Debbie Pope writes in March 2016, Issue 8 of Lateral Magazine: The freedom of a genre: Sexuality in speculative fiction:
'In another twist of today's society, Nontraditional Love by Rafael Grugman (2008) puts together an upside-down society where heterosexuality is outlawed, and homosexuality is the norm. A 'traditional' family unit consists of two dads with a surrogate mother. Alternatively, two mothers, one of whom bears a child. In a nod to the always-progressive Netherlands, this country is the only country progressive enough to allow opposite sex marriage. This is perhaps the most obvious example of cognitive estrangement. It puts the reader in the shoes of the oppressed by modelling an entire world of opposites around a fairly "normal" everyday heterosexual protagonist. A heterosexual reader would not only be able to identify with the main character, but be immersed in a world as oppressive and bigoted as the real world has been for homosexuals and the queer community throughout history.

Mariano Martín Rodríguez, Doctor in Philology and a member of the research group on utopias and future history HISTOPIA (Universidad Autónoma de Madrid) wrote in (Anti)Gay Utopian Fiction in English and Romance Languages: an Overview: 'We can doubt whether the celebration of a hypothetically persecuted heterosexuality as a symbol of the right to difference in later gay dystopias... Among them, there is a relatively recent one, written in Russian and translated into English in 2008, Rafael Grugman's Nontraditional Love. As it is the case in earlier examples of homosexual domination, at least from "The Crooked Man" onwards, the heterosexual male hero-victim in this novel must come to terms with the fact that he is a member of a rejected minority, from which he and his female partner must hide their love through family arrangements with fellow-minded and orientated couples. In this future Earth, a global accident has turned most people from heterosexual to homosexual, as well as their descendants, while former homosexuals have become heterosexuals, bringing about a full reversal. Biological maternity had to be replaced by gestational surrogacy for both gay and lesbian couples, now forming the majority...

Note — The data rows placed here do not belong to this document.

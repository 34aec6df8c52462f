// Copyright 2023 Google LLC
//
// Licensed under the Apache License, Version 2.0 (the "License");
// you may not use this file except in compliance with the License.
// You may obtain a copy of the License at
//
//      http://www.apache.org/licenses/LICENSE-2.0
//
// Unless required by applicable law or agreed to in writing, software
// distributed under the License is distributed on an "AS IS" BASIS,
// WITHOUT WARRANTIES OR CONDITIONS OF ANY KIND, either express or implied.
// See the License for the specific language governing permissions and
// limitations under the License.

//! Link weights for dimension-order routing.
//!
//! The consuming router picks among candidate output links by weight, lowest
//! first, so the dimension with weight 1 is always exhausted before the one
//! with weight 2.

use serde::{Deserialize, Serialize};

/// Routing priority of a link; lower is traversed first.
pub type Weight = u32;

pub const PRIMARY: Weight = 1;
pub const SECONDARY: Weight = 2;

/// The dimension a link runs in, as far as routing priority goes.
#[derive(Clone, Copy, Debug, Eq, PartialEq, Hash, Serialize, Deserialize)]
pub enum Dimension {
    /// Along a grid row.
    Row,
    /// Along a grid column.
    Column,
    /// Single hop between any two routers.
    Direct,
    /// Around a single ring.
    Ring,
    /// Around one of the independent half-rings of a hierarchical ring.
    HalfRing,
    /// Along the central ring of a hierarchical ring.
    Spine,
}

impl Dimension {
    pub fn weight(&self) -> Weight {
        match self {
            Self::Row | Self::Direct | Self::Ring | Self::Spine => PRIMARY,
            Self::Column | Self::HalfRing => SECONDARY,
        }
    }
}

#[cfg(test)]
mod weight_tests {
    use super::*;

    #[test]
    fn test_rows_before_columns() {
        assert!(Dimension::Row.weight() < Dimension::Column.weight());
        assert!(Dimension::Spine.weight() < Dimension::HalfRing.weight());
        assert_eq!(Dimension::Direct.weight(), Dimension::Ring.weight());
    }
}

Regarding Grugman's heterosexist 'traditional' perspective, it may be of interest to compare Nontraditional Love with an earlier lesbian narrative, Cy Jung's Hétéro par-ci, homo par le rat (1999), which is set in a fictional world similar to the one imagined by Grugman...'

In Rodríguez's opinion, 'Consciously or not, Grugman's narrative echoes current discourses against gay and lesbian assertiveness underlying legislation enacted to prevent any alleged gay proselytizism... Homosexuality is thus presented as a threat to society at large, and Grugman just turns this threat into reality in his dystopia. At any rate, Grugman offers a late specimen of anti-gay utopia in a period when homosexuality had virtually disappeared from the utopian genre, except for a few appropriations of it by the gays themselves, after the long silence in the closet.'

"Politically, I'd give this book five stars for what it attempts and accomplishes. However, as an overall enjoyment experience, I'd have to give this book four stars. While I was pretty gripped to the story, I wasn't really emotionally involved enough, which is my requirement for giving five stars. But if you like Kafka's "The Trial" and Terry Gilliam's film "Brasil", this is definitely the book for you."